* [TO DO] Reproduce the records exactly, beginning with their first line and ending with the line that contains "50 points), a", and output nothing more.

* [EXTRACTED RECORDS]
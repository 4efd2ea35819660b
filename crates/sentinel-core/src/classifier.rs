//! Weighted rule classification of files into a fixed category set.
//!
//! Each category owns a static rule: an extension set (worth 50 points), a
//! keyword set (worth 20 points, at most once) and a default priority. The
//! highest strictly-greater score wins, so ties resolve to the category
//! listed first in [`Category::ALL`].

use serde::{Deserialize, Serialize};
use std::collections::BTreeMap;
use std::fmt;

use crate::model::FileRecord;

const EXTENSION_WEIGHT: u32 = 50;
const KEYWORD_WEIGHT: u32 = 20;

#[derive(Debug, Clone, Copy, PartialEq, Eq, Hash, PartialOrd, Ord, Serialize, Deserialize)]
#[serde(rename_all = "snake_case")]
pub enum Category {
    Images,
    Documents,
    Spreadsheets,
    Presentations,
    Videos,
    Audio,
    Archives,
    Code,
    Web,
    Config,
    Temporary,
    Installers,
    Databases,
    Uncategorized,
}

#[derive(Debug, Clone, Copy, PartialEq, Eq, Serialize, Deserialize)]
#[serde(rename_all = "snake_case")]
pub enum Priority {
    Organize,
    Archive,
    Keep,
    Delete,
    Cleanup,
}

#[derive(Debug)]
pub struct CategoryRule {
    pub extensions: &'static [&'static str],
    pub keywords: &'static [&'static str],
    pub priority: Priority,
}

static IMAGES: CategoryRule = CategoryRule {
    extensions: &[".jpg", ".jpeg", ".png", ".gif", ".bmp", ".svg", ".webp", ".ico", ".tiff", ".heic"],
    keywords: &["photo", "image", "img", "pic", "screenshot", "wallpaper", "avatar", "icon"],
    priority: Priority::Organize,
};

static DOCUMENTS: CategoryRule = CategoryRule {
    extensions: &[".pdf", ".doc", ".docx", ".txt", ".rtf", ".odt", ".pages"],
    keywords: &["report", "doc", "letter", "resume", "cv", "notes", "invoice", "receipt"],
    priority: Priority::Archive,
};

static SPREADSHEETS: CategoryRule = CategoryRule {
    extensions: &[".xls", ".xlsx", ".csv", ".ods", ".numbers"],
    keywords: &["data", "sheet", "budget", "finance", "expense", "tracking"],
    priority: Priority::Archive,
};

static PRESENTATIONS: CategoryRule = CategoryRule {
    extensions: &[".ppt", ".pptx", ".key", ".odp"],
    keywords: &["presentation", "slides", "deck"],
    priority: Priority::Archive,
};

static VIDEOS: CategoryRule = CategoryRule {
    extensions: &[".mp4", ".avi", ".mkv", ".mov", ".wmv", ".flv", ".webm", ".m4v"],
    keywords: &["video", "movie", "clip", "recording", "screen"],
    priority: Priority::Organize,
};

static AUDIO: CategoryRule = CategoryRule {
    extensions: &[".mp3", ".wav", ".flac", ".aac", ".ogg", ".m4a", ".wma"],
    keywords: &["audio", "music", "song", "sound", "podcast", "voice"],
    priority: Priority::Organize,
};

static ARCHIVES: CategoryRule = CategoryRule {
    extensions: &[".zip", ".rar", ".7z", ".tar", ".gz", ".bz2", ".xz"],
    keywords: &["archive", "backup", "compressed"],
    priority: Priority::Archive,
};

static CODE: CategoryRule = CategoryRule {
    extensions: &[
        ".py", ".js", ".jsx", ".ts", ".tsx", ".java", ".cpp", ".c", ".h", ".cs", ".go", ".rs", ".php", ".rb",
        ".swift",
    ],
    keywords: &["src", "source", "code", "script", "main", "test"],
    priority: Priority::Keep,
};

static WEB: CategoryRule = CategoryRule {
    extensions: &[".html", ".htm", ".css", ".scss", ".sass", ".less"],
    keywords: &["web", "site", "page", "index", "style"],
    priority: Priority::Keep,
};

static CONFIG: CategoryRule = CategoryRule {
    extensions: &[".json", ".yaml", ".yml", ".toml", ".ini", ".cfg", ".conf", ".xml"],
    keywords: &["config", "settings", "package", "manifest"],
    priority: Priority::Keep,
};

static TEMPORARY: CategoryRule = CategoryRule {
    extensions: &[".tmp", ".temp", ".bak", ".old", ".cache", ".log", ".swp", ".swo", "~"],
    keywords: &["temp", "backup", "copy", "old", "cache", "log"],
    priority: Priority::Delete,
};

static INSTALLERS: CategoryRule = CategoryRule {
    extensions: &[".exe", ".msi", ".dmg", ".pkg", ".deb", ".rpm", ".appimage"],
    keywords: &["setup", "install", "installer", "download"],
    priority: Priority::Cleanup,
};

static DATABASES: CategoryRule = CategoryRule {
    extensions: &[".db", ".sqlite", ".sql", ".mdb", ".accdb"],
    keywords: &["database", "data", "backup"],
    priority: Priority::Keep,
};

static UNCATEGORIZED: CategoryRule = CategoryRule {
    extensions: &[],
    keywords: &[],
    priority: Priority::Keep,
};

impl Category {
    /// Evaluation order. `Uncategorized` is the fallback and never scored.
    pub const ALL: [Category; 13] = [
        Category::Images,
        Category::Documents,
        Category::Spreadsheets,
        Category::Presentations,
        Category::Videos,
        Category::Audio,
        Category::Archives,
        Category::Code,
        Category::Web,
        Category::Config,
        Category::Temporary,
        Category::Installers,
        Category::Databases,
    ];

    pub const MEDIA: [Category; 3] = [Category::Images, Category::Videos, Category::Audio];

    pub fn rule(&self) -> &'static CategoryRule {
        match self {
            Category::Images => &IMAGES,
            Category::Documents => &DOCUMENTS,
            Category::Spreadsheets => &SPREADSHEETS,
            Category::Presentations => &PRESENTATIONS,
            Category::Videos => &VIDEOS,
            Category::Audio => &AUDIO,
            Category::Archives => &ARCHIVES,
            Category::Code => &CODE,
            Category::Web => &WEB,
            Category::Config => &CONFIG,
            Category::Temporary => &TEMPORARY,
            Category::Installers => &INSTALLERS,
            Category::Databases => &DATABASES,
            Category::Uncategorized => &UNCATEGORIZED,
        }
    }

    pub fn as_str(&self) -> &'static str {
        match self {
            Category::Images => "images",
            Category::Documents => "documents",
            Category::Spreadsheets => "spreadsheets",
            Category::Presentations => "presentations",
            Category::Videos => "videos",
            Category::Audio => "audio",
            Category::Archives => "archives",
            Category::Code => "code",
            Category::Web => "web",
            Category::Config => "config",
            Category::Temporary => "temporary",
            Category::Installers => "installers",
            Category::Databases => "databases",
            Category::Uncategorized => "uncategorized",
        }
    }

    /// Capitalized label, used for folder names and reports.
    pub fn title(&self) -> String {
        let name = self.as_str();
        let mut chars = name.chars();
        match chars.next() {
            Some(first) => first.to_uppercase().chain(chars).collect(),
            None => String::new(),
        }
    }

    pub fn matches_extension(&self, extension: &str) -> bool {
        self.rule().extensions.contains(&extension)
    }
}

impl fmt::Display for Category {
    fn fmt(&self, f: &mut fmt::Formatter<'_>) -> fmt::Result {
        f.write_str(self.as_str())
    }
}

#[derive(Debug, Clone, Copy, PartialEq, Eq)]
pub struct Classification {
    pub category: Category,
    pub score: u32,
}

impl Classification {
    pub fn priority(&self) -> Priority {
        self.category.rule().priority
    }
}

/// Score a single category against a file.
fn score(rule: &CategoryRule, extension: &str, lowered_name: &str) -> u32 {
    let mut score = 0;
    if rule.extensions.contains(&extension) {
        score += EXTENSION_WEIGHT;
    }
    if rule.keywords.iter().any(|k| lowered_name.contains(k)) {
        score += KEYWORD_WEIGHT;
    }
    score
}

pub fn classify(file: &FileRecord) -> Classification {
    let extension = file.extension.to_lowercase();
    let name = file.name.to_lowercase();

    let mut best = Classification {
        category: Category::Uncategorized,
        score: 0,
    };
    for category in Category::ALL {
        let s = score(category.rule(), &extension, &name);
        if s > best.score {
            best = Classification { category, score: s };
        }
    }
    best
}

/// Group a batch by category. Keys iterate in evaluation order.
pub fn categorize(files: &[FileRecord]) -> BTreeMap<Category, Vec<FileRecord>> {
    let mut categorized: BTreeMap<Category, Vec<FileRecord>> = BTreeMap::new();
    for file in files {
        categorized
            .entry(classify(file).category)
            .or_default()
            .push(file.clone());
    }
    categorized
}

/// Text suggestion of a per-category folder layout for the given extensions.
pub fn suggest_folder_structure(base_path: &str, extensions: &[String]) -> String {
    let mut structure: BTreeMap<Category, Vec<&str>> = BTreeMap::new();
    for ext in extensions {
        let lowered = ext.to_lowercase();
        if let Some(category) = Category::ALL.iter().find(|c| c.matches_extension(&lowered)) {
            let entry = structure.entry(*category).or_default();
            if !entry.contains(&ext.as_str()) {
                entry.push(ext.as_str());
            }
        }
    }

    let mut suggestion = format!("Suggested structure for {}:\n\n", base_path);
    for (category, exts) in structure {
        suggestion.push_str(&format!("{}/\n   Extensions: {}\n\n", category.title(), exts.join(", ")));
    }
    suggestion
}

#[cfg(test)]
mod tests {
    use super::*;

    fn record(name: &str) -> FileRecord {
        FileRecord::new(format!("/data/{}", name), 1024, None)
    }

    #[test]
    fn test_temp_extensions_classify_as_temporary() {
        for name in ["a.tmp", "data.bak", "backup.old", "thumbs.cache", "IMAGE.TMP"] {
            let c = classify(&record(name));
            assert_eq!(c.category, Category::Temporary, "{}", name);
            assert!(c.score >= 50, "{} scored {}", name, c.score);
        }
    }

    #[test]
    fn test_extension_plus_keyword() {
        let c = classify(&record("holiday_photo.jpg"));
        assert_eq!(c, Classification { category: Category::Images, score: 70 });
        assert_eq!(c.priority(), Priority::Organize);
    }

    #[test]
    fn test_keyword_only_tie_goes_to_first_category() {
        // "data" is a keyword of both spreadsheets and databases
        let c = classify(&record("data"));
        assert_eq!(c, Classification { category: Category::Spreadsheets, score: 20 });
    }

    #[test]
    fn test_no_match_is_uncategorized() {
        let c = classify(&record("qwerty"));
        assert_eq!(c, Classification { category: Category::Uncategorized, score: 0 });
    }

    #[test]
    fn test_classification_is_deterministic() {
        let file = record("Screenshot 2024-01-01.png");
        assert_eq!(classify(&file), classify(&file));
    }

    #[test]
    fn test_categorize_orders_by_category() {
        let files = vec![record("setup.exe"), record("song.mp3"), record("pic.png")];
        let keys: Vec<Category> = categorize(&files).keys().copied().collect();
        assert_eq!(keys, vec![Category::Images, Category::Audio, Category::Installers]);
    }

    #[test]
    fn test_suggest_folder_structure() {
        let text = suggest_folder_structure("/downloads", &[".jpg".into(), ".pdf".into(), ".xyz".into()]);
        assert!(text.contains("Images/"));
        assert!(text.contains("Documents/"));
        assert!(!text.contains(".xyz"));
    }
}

* [RESPONSE TO THE TASK]
repository 4efd2ea35819660b
filename crates/sentinel-core/src/classifier.rs
//! Weighted rule classification of files into a fixed category set.
//!
//! Each category owns a static rule: an extension set (worth 50 points), a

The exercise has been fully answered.